Down on the farm: tax reforms will hurt family businesses

Bill Morneau’s tax reforms are supposed to close cynical loopholes that unfairly lower corporate tax bills — but real family businesses will be harmed in the process

 
Cows

(Annie Spratt/Unsplash)

Until recently, two things were certain in life: death and taxes. We can now add a third one: botching the promotion of a tax reform for political gains. Finance Minister Bill Morneau’s tax reform has been a communications disaster.

Claims about Ottawa’s intentions to revamp our tax system for small corporations have been ridiculous. Some predict a recession due to the changes proposed, while others declare the end of entrepreneurship as we know it. We should all take a collective deep breath and figure out how changes will affect our economy.

What needs to be underscored, though, is how Morneau’s vision for taxing small corporations will impact our agrifood sector.

Generally, the tax system is not really about pensions, legacy and social programs. Yet for a family-owned business, it is — and there are thousands of them in agrifood. In farming, Canada now has more than 43,000 incorporated farms, compared to around 23,000 incorporated farms in 2001.

Proposed tax changes penalize families

Despite the fact that we have fewer farms overall today than in 2001, more of them have opted to convert their operations into a corporation to provide an incentive to the next generation to take over the farm.

Proposed changes on capital gains would make it more expensive for a current family member to acquire the farm than for a third party. This is a critical piece of a highly complicated puzzle: keeping families and jobs in rural Canada is not an easy task and many agricultural producers are using our tax system wisely to secure the future of their businesses.

In food processing, retailing and in the food service sector, countless family businesses are wondering how family values immeasurably embedded in anything the corporation does can survive the next generation.

Chart showing the decline in the number of farm operations in Canada, 1960 – present

(Statistics Canada)

Income sprinkling is another issue Morneau is attempting to address. Presently, corporations can hire family members who work for the enterprise, which reduces the tax rate for everyone. Current rules about who can be compensated and at what level are ambiguous, at best. Morneau wants to change that, and for a good reason.

Several small corporations pay family members, who do not necessarily work for the company, to pay less taxes. This practice should stop but family businesses are really a different breed.
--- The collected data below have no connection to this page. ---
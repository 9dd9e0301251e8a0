//! Classification pipeline client
//!
//! Sends an image to the hosted inference endpoint for the configured
//! pretrained model and maps the raw label candidates onto the closed
//! `Fake`/`Real` set. Model labels vary across checkpoints ("DeepFake",
//! "fake", "Real", ...), so the mapping lowercases the top candidate and
//! looks for a fake marker substring.

use reqwest::{header, Client, StatusCode};
use serde::Deserialize;
use serde_json::Value;
use std::path::Path;
use std::time::Duration;
use thiserror::Error;
use tracing::debug;

/// Default timeout for inference requests
const DEFAULT_TIMEOUT: Duration = Duration::from_secs(120);

/// Errors from the classification call
#[derive(Debug, Error)]
pub enum ClassifierError {
    /// Scratch file could not be read
    #[error("failed to read image file: {0}")]
    Io(#[from] std::io::Error),

    /// Network failure or timeout
    #[error("inference request failed: {0}")]
    Transport(#[from] reqwest::Error),

    /// The inference endpoint answered with a non-success status
    #[error("inference endpoint rejected request ({status}): {body}")]
    Rejected { status: StatusCode, body: String },

    /// The response carried no label candidates
    #[error("inference response carried no classification candidates")]
    EmptyResponse,
}

/// One label candidate from the inference response
#[derive(Debug, Clone, Deserialize)]
pub struct LabelScore {
    pub label: String,
    pub score: f64,
}

/// Classification verdict: closed-set label plus confidence in [0,1]
#[derive(Debug, Clone, PartialEq)]
pub struct Verdict {
    pub model_result: String,
    pub confidence: f64,
}

/// Client for the hosted image-classification endpoint
#[derive(Debug, Clone)]
pub struct ClassifierClient {
    http_client: Client,
    endpoint: String,
    model: String,
    api_key: Option<String>,
}

impl ClassifierClient {
    /// Create a new classifier client.
    ///
    /// `endpoint` is the inference API base URL, `model` the pretrained
    /// model identifier appended to it.
    pub fn new(
        endpoint: impl Into<String>,
        model: impl Into<String>,
        api_key: Option<String>,
    ) -> Self {
        Self {
            http_client: Client::builder()
                .timeout(DEFAULT_TIMEOUT)
                .build()
                .expect("Failed to create HTTP client"),
            endpoint: endpoint.into().trim_end_matches('/').to_string(),
            model: model.into(),
            api_key: api_key.filter(|k| !k.trim().is_empty()),
        }
    }

    /// Classify the image at `path`
    pub async fn classify(&self, path: &Path) -> Result<Verdict, ClassifierError> {
        let image = tokio::fs::read(path).await?;
        debug!(path = %path.display(), size = image.len(), "Running classification");

        let url = format!("{}/models/{}", self.endpoint, self.model);
        let mut request = self
            .http_client
            .post(&url)
            .header(header::CONTENT_TYPE, "application/octet-stream")
            .body(image);
        if let Some(key) = &self.api_key {
            request = request.bearer_auth(key);
        }

        let response = request.send().await?;
        let status = response.status();
        if !status.is_success() {
            let body = response.text().await.unwrap_or_default();
            return Err(ClassifierError::Rejected { status, body });
        }

        let body: Value = response.json().await?;
        parse_verdict(&body)
    }
}

/// Pick the top candidate and map its label onto the closed set.
///
/// Candidates arrive ordered by descending score; a flat array and the
/// nested `[[...]]` batch form are both accepted.
fn parse_verdict(body: &Value) -> Result<Verdict, ClassifierError> {
    let candidates = body
        .as_array()
        .map(|arr| match arr.first() {
            Some(Value::Array(inner)) => inner.as_slice(),
            _ => arr.as_slice(),
        })
        .unwrap_or_default();

    let top: LabelScore = candidates
        .first()
        .and_then(|v| serde_json::from_value(v.clone()).ok())
        .ok_or(ClassifierError::EmptyResponse)?;

    Ok(Verdict {
        model_result: map_label(&top.label).to_string(),
        confidence: top.score.clamp(0.0, 1.0),
    })
}

/// Map a raw model label onto the closed `Fake`/`Real` set
fn map_label(label: &str) -> &'static str {
    let label = label.to_lowercase();
    if label.contains("fake") || label.contains("deepfake") {
        "Fake"
    } else {
        "Real"
    }
}

#[cfg(test)]
mod tests {
    use super::*;
    use serde_json::json;

    #[test]
    fn test_map_label_variants() {
        assert_eq!(map_label("DeepFake"), "Fake");
        assert_eq!(map_label("fake"), "Fake");
        assert_eq!(map_label("Deepfake Detected"), "Fake");
        assert_eq!(map_label("Real"), "Real");
        assert_eq!(map_label("authentic"), "Real");
    }

    #[test]
    fn test_parse_verdict_takes_top_candidate() {
        let body = json!([
            {"label": "DeepFake", "score": 0.87},
            {"label": "Real", "score": 0.13}
        ]);

        let verdict = parse_verdict(&body).unwrap();
        assert_eq!(verdict.model_result, "Fake");
        assert!((verdict.confidence - 0.87).abs() < f64::EPSILON);
    }

    #[test]
    fn test_parse_verdict_accepts_batch_form() {
        let body = json!([[{"label": "Realism", "score": 0.91}]]);

        let verdict = parse_verdict(&body).unwrap();
        assert_eq!(verdict.model_result, "Real");
    }

    #[test]
    fn test_parse_verdict_clamps_score() {
        let body = json!([{"label": "fake", "score": 1.2}]);
        assert!((parse_verdict(&body).unwrap().confidence - 1.0).abs() < f64::EPSILON);
    }

    #[test]
    fn test_parse_verdict_empty_response() {
        assert!(matches!(
            parse_verdict(&json!([])),
            Err(ClassifierError::EmptyResponse)
        ));
        assert!(matches!(
            parse_verdict(&json!({"error": "loading"})),
            Err(ClassifierError::EmptyResponse)
        ));
    }
}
Defining tasks in a family-owned business can be difficult. Many of the contributions made by family members are ad hoc and not easily categorized. Recipes, tricks of the trade, family traditions all matter a great deal to whatever a small food outlet is doing. It is nothing like being an accountant, a doctor or a dentist.

A family business is like — well, a family. The enterprise survives daily by relying on favours and duties as assigned. On a family-owned farm, a restaurant or in a small food processor, job profiles are vague, at best.

Condescending, awful rhetoric

This political nightmare began in July when Ottawa launched a consultative process on how best to address tax planning practices that it believes are being used to gain unfair tax advantages. Individuals set up corporations to pay less in taxes in a variety of ways. Ottawa’s intentions are noble, but it is the bombastic tone used as a backdrop to promote the plan to Canadians that has been less than effective. Consultations end Oct. 2.

What has really caused many of the problems is the awful, condescending rhetoric coming out of Ottawa, labelling small business owners as a group of cheats and greedy tax evaders trying to dodge the system by using loopholes. That was simply insulting.

The government anticipates that the new regulations will bring in barely $250 million a year. For those thinking that the Liberals are looking for ways to increase revenues to pay for a ballooning deficit, they are wrong. This is really about politics, purely and simply.

Prime Minister Justin Trudeau’s egalitarian agenda to serve the so-called middle class is motivating the government to implement these changes. The tax regime needs change as some small corporations are using current tax rules to save money unjustifiably.

Most opponents have been quite vocal in recent weeks, but their corporations will survive the changes. However, the stakes are much higher in agrifood and farming.

Infographic on farming in Canada

(Statistics Canada)

Agriculture, food sector at risk

This is not about being unwilling to pay more taxes. Rather, it is about the viability of an entire economic sector. Our tax regime should differentiate and give our rural economy and family corporations some level of immunity.

Ottawa should think of fiscal incentives the agrifood sector can use to grow. Right now, it is not clear how this can be achieved. As Ottawa is attempting to bring more fairness to our fiscal landscape and fix what is largely an urban issue, it shouldn’t penalize our agrifood sector.

Despite Morneau’s disgraceful performance as a tax reform salesman, changes will most likely happen, to the despair of many. Changes to our tax system are obscure concepts for most Canadians who have never had a company. Even Canadians with corporations would have a hard time understanding what is being proposed.

The confusion that has led to the hysteria we are seeing today is really the government’s fault and no one else’s. When it comes to taxes, painting everyone with same brush is unacceptable.

Ottawa will get its way in the end, but it should at the very least accommodate the unique intricacies of our agrifood sector.